Somehow, the game is deciding for me that my character will never EVER want to wear metal armor and that no convoluted situations could ever occur that could convince them otherwise? With no explanation whatsoever?

This is the kind of 'gamist' thing people usually raise hell over, but since it aligns with tradition it gets a pass??
 

Undrave

Legend
BTW, this is the rules on armor proficiencies:

Armor Proficiency: Anyone can put on a suit of armor or strap a Shield to an arm. Only those proficient in the armor’s use know how to wear it effectively, however. Your class gives you proficiency with certain types of armor. If you wear armor that you lack proficiency with, you have disadvantage on any ability check, saving throw, or Attack roll that involves Strength or Dexterity, and you can’t cast Spells.

Now THAT is a real rule! With an actual consequence!
 

CleverNickName

Limit Break Dancing
Now can you show me the part where it talks about "touching the metal armor made the druid feel uncomfortable, as if she was holding the slick carcass of a rotting fish." & "it made her skin crawl, as if she were wearing something lifeless ungraved from the earth." Like I asked?
That came from the story. The armor in question was a suit of "Mariner's Armor" in the form of a breastplate, so I did a little improv to describe it as feeling uncomfortable for the druid. I decided to keep the nautical theme, so I went with having it feel like a dead fish.

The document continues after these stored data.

use std::collections::BTreeMap;

use serde::{Deserialize, Serialize};

use crate::{AnswerId, Demographic, PollDefinition, QuestionId};

const MAX_AGE: u32 = 150;

/// Respondent details as typed by the user. Blank strings count as absent.
#[derive(Debug, Clone, PartialEq, Eq, Default)]
pub struct Demographics {
    pub name: Option<String>,
    pub gender: Option<String>,
    pub age: Option<String>,
}

impl Demographics {
    fn get(&self, field: Demographic) -> Option<&str> {
        let value = match field {
            Demographic::Name => self.name.as_deref(),
            Demographic::Gender => self.gender.as_deref(),
            Demographic::Age => self.age.as_deref(),
        };
        value.map(str::trim).filter(|v| !v.is_empty())
    }
}

#[derive(Debug, Clone, PartialEq, Eq, thiserror::Error)]
pub enum ValidationError {
    #[error("Please answer all questions")]
    UnansweredQuestions { missing: Vec<QuestionId> },
    #[error("question {0} is not part of this poll")]
    UnknownQuestion(QuestionId),
    #[error("answer {answer} does not belong to question {question}")]
    UnknownAnswer {
        question: QuestionId,
        answer: AnswerId,
    },
    #[error("Please provide your {}", join_fields(.fields))]
    MissingDemographics { fields: Vec<Demographic> },
    #[error("'{0}' is not a valid age")]
    InvalidAge(String),
}

/// Body of `POST /responses/submit`.
#[derive(Debug, Clone, PartialEq, Eq, Serialize, Deserialize)]
#[serde(rename_all = "camelCase")]
pub struct SubmitResponseRequest {
    pub poll_code: String,
    pub respondent_name: Option<String>,
    pub respondent_gender: Option<String>,
    pub respondent_age: Option<u32>,
    pub answers: Vec<ResponseAnswer>,
}

#[derive(Debug, Clone, Copy, PartialEq, Eq, Serialize, Deserialize)]
#[serde(rename_all = "camelCase")]
pub struct ResponseAnswer {
    pub question_id: QuestionId,
    pub answer_id: AnswerId,
}

/// Answers collected from a participant before submission.
#[derive(Debug, Clone, PartialEq, Eq, Default)]
pub struct ResponseDraft {
    selections: BTreeMap<QuestionId, AnswerId>,
    pub demographics: Demographics,
}

impl ResponseDraft {
    pub fn new() -> Self {
        Self::default()
    }

    /// Selects `answer` for `question`, replacing any earlier choice.
    pub fn select(&mut self, question: QuestionId, answer: AnswerId) {
        self.selections.insert(question, answer);
    }

    pub fn selection(&self, question: QuestionId) -> Option<AnswerId> {
        self.selections.get(&question).copied()
    }

    /// Checks the draft against `poll` and builds the request. Nothing is sent
    /// when this fails.
    pub fn validate(&self, poll: &PollDefinition) -> Result<SubmitResponseRequest, ValidationError> {
        for (&question_id, &answer_id) in &self.selections {
            let question = poll
                .question(question_id)
                .ok_or(ValidationError::UnknownQuestion(question_id))?;
            if !question.has_answer(answer_id) {
                return Err(ValidationError::UnknownAnswer {
                    question: question_id,
                    answer: answer_id,
                });
            }
        }

        let ordered = poll.ordered_questions();
        let missing: Vec<QuestionId> = ordered
            .iter()
            .map(|q| q.id)
            .filter(|id| !self.selections.contains_key(id))
            .collect();
        if !missing.is_empty() {
            return Err(ValidationError::UnansweredQuestions { missing });
        }

        let absent: Vec<Demographic> = poll
            .demographics()
            .into_iter()
            .filter(|field| self.demographics.get(*field).is_none())
            .collect();
        if !absent.is_empty() {
            return Err(ValidationError::MissingDemographics { fields: absent });
        }

        let respondent_age = self
            .demographics
            .get(Demographic::Age)
            .map(parse_age)
            .transpose()?;

        Ok(SubmitResponseRequest {
            poll_code: poll.poll_code.clone(),
            respondent_name: self.demographics.get(Demographic::Name).map(str::to_string),
            respondent_gender: self
                .demographics
                .get(Demographic::Gender)
                .map(str::to_string),
            respondent_age,
            answers: ordered
                .iter()
                .filter_map(|q| {
                    self.selection(q.id).map(|answer_id| ResponseAnswer {
                        question_id: q.id,
                        answer_id,
                    })
                })
                .collect(),
        })
    }
}

fn join_fields(fields: &[Demographic]) -> String {
    fields
        .iter()
        .map(|f| f.as_str())
        .collect::<Vec<_>>()
        .join(", ")
}

fn parse_age(raw: &str) -> Result<u32, ValidationError> {
    match raw.parse::<u32>() {
        Ok(age) if (1..=MAX_AGE).contains(&age) => Ok(age),
        _ => Err(ValidationError::InvalidAge(raw.to_string())),
    }
}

I needed an in-story way to remind the player that his character wouldn't wear the armor, and that was what I came up with. (I'm kinda proud of it, actually...improv is hard.) Then I called a break so that the player and I could discuss it, because that's what I do when there's a misunderstanding of the rules.

I know you would have done it differently, and I can tell that you want to paint me as some kind of jerk or iron-fisted DM for enforcing the rules as written. That's your prerogative. But I can't stress this enough: this was not a big deal.
 

Yaarel

He Mage
I feel people are reading too much into the Druid class description:

"Armor: Light armor, medium armor, shields (druids will not wear armor or use shields made of metal)"

Here, the unexplained "will not" is merely clarifies that even tho the Druid can wear medium armor, the proficiency doesnt include metal chain, scale, or breastplate.

In other words, the typical zero-level Druid class training doesnt include metal armors. But if a Druid character obtains the metal armor proficiency from an other source, such as a Human feat or a Mountain Dwarf culture, that is fine.

If someone wants to invent a flavorful rationale, perhaps it is easier for the Druid to magically bond with the totem of an animal whose mind is easier for a humanoid to relate to, rather than the mind of an element, like metallic earth, which is more alien. At second level, after mastering some elemental magic, the more advanced Druid can potentially pick a Druid circle that grants metal armor proficiency, and bond more comfortably with it.
 

A dick GM could easily say "Oh, his breastplate is actually made of Dragon Scales, not actual metal so you can't use Heat Metal on it".
That's not a dick GM, it is a GM who is delivering a dragon scale armour for your druid to wear!

But the point was that there are other rules that rely on armour metallicity, which you claimed to not be a rule concept.
 

"Will not" instead of "Can not", all the while having full proficiency in all medium armor. This implies the druid LEARNED to use those armor, probably put them on a few times to do so, and then decide "nah, it's not for me".

"will not" is a statement of intent, a decision, it's not a restriction.
The rule is 'X will not do Y.' X doing Y is breaking the rule. There is zero ambiguity here. You're free to supply your own reasoning why X will not do Y, but the rule is clear.
 

Northern Phoenix

Adventurer
No, and my reason is that i really, really like any, even the slightest, of incentives to play a character archetype rather than a subversion. I'd love if every class had some variant of this. Though, I'd love even more if they were not needed.
 


tetrasodium

Legend
Supporter
Epic
As an aside, my monk wants to know when he's going to be allowed to karate-chop someone while wearing leather armor; the same armor that rogues can do backflips in.